Among them was one in an attitude which had grown so familiar to us, that of leaning over to get his pipe from the smoking-table, and this seemed to give him particular satisfaction. It being a holiday, he had not donned his dressing-gown, which on the whole was well for the photographic result. He spoke of other pictures that had been made of him, especially denouncing one photograph, taken some twenty years before by Sarony, a picture, as he said, of a gorilla in an overcoat, which the papers and magazines had insisted on using ever since.
“Sarony was as enthusiastic about wild animals as he was about photography, and when Du Chaillu brought over the first gorilla he sent for me to look at it and see if our genealogy was straight. I said it was, and Sarony was so excited that I had recognized the resemblance between us, that he wanted to make it more complete, so he borrowed my overcoat and put it on the gorilla and photographed it, and spread that picture out over the world as mine. It turns up every week in some newspaper or magazine; but it's not my favorite; I have tried to get it suppressed.”
Mark Twain made his first investment in Redding that spring. I had located there the autumn before, and bought a vacant old house, with a few acres of land, at what seemed a modest price. I was naturally enthusiastic over the bargain, and the beauty and salubrity of the situation. His interest was aroused, and when he learned that there was a place adjoining, equally reasonable and perhaps even more attractive, he suggested immediately that I buy it for him; and he wanted to write a check then for the purchase price, for fear the opportunity might be lost. I think there was then no purpose in his mind of building a country home; but he foresaw that such a site, at no great distance from New York, would become more valuable, and he had plenty of idle means. The purchase was made without difficulty—a tract of seventy-five acres, to which presently was added another tract of one hundred and ten acres, and subsequently still other parcels of land, to complete the ownership of the hilltop, for it was not long until he had conceived the idea of a home. He was getting weary of the heavy pressure of city life. He craved the retirement of solitude—one not too far from the maelstrom, so that he might mingle with it now and then when he chose. The country home would not be begun for another year yet, but the purpose of it was already in the air. No one of the family had at this time seen the location.
CCXLIV. TRAITS AND PHILOSOPHIES
I brought to the dictation one morning the Omar Khayyam card which Twichell had written him so long ago; I had found it among the letters. It furnished him a subject for that morning. He said:
How strange there was a time when I had never heard of Omar Khayyam!

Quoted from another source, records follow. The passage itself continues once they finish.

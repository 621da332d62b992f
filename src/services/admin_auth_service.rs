//! Shared-password admin login backed by opaque session tokens.

use crate::config::AdminConfig;
use crate::entities::admin_session_entity;
use crate::error::{AppError, AppResult};
use crate::models::{LoginRequest, LoginResponse};
use crate::utils::{SESSION_TOKEN_LEN, generate_token, verify_password};
use chrono::{Duration, Utc};
use sea_orm::{ColumnTrait, DatabaseConnection, EntityTrait, QueryFilter, Set};

#[derive(Clone)]
pub struct AdminAuthService {
    pool: DatabaseConnection,
    config: AdminConfig,
}

impl AdminAuthService {
    pub fn new(pool: DatabaseConnection, config: AdminConfig) -> Self {
        Self { pool, config }
    }

    pub async fn login(&self, request: LoginRequest) -> AppResult<LoginResponse> {
        if self.config.password_hash.is_empty() {
            return Err(AppError::ConfigError(
                "Admin password hash is not configured".to_string(),
            ));
        }
        let username_ok = request.username.trim() == self.config.username;
        let password_ok = verify_password(&request.password, &self.config.password_hash)?;
        if !(username_ok && password_ok) {
            log::warn!("Failed admin login for '{}'", request.username);
            return Err(AppError::AuthError("Invalid credentials".to_string()));
        }

        let token = generate_token(SESSION_TOKEN_LEN);
        let now = Utc::now();
        let expires_at = now + Duration::hours(self.config.session_ttl_hours);
        admin_session_entity::Entity::insert(admin_session_entity::ActiveModel {
            token: Set(token.clone()),
            expires_at: Set(expires_at),
            created_at: Set(now),
        })
        .exec_without_returning(&self.pool)
        .await?;

        log::info!("Admin session opened, expires at {expires_at}");
        Ok(LoginResponse { token, expires_at })
    }

    /// True when the token names a live session.
    pub async fn validate_token(&self, token: &str) -> AppResult<bool> {
        let session = admin_session_entity::Entity::find_by_id(token.to_string())
            .one(&self.pool)
            .await?;
        Ok(session.is_some_and(|s| s.expires_at > Utc::now()))
    }

    pub async fn logout(&self, token: &str) -> AppResult<()> {
        admin_session_entity::Entity::delete_by_id(token.to_string())
            .exec(&self.pool)
            .await?;
        Ok(())
    }

    pub async fn purge_expired(&self) -> AppResult<u64> {
        let result = admin_session_entity::Entity::delete_many()
            .filter(admin_session_entity::Column::ExpiresAt.lt(Utc::now()))
            .exec(&self.pool)
            .await?;
        Ok(result.rows_affected)
    }
}

#[cfg(test)]
mod tests {
    use super::*;
    use crate::services::fixtures::exec;
    use sea_orm::{DatabaseBackend, MockDatabase};

    fn config() -> AdminConfig {
        AdminConfig {
            username: "admin".to_string(),
            password_hash: bcrypt::hash("Masseria2026", 4).unwrap(),
            session_ttl_hours: 12,
        }
    }

    fn login(username: &str, password: &str) -> LoginRequest {
        LoginRequest {
            username: username.to_string(),
            password: password.to_string(),
        }
    }

    #[tokio::test]
    async fn test_login_issues_token() {
        let db = MockDatabase::new(DatabaseBackend::Postgres)
            .append_exec_results([exec(1)])
            .into_connection();
        let service = AdminAuthService::new(db, config());

        let response = service.login(login("admin", "Masseria2026")).await.unwrap();
        assert_eq!(response.token.len(), SESSION_TOKEN_LEN);
        assert!(response.expires_at > Utc::now() + Duration::hours(11));
    }

    #[tokio::test]
    async fn test_wrong_credentials_rejected() {
        let db = MockDatabase::new(DatabaseBackend::Postgres).into_connection();
        let service = AdminAuthService::new(db, config());

        assert!(matches!(
            service.login(login("admin", "masseria2026")).await,
            Err(AppError::AuthError(_))
        ));
        assert!(matches!(
            service.login(login("root", "Masseria2026")).await,
            Err(AppError::AuthError(_))
        ));
    }

    #[tokio::test]
    async fn test_expired_session_is_invalid() {
        let expired = admin_session_entity::Model {
            token: "abc".to_string(),
            expires_at: Utc::now() - Duration::minutes(1),
            created_at: Utc::now() - Duration::hours(13),
        };
        let live = admin_session_entity::Model {
            expires_at: Utc::now() + Duration::hours(1),
            ..expired.clone()
        };
        let db = MockDatabase::new(DatabaseBackend::Postgres)
            .append_query_results([vec![expired]])
            .append_query_results([vec![live]])
            .append_query_results([Vec::<admin_session_entity::Model>::new()])
            .into_connection();
        let service = AdminAuthService::new(db, config());

        assert!(!service.validate_token("abc").await.unwrap());
        assert!(service.validate_token("abc").await.unwrap());
        assert!(!service.validate_token("missing").await.unwrap());
    }
}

When that card arrived I had already read the dozen quatrains or so
in the morning paper, and was still steeped in the ecstasy of
delight which they occasioned. No poem had ever given me so much
pleasure before, and none has given me so much pleasure since. It
is the only poem I have ever carried about with me. It has not been
from under my hand all these years.
He had no general fondness for poetry; but many poems appealed to him, and on occasion he liked to read them aloud. Once, during the dictation, some verses were sent up by a young authoress who was waiting below for his verdict. The lines pictured a phase of negro life, and she wished to know if he thought them worthy of being read at some Tuskegee ceremony. He did not fancy the idea of attending to the matter just then and said:
“Tell her she can read it. She has my permission. She may commit any crime she wishes in my name.”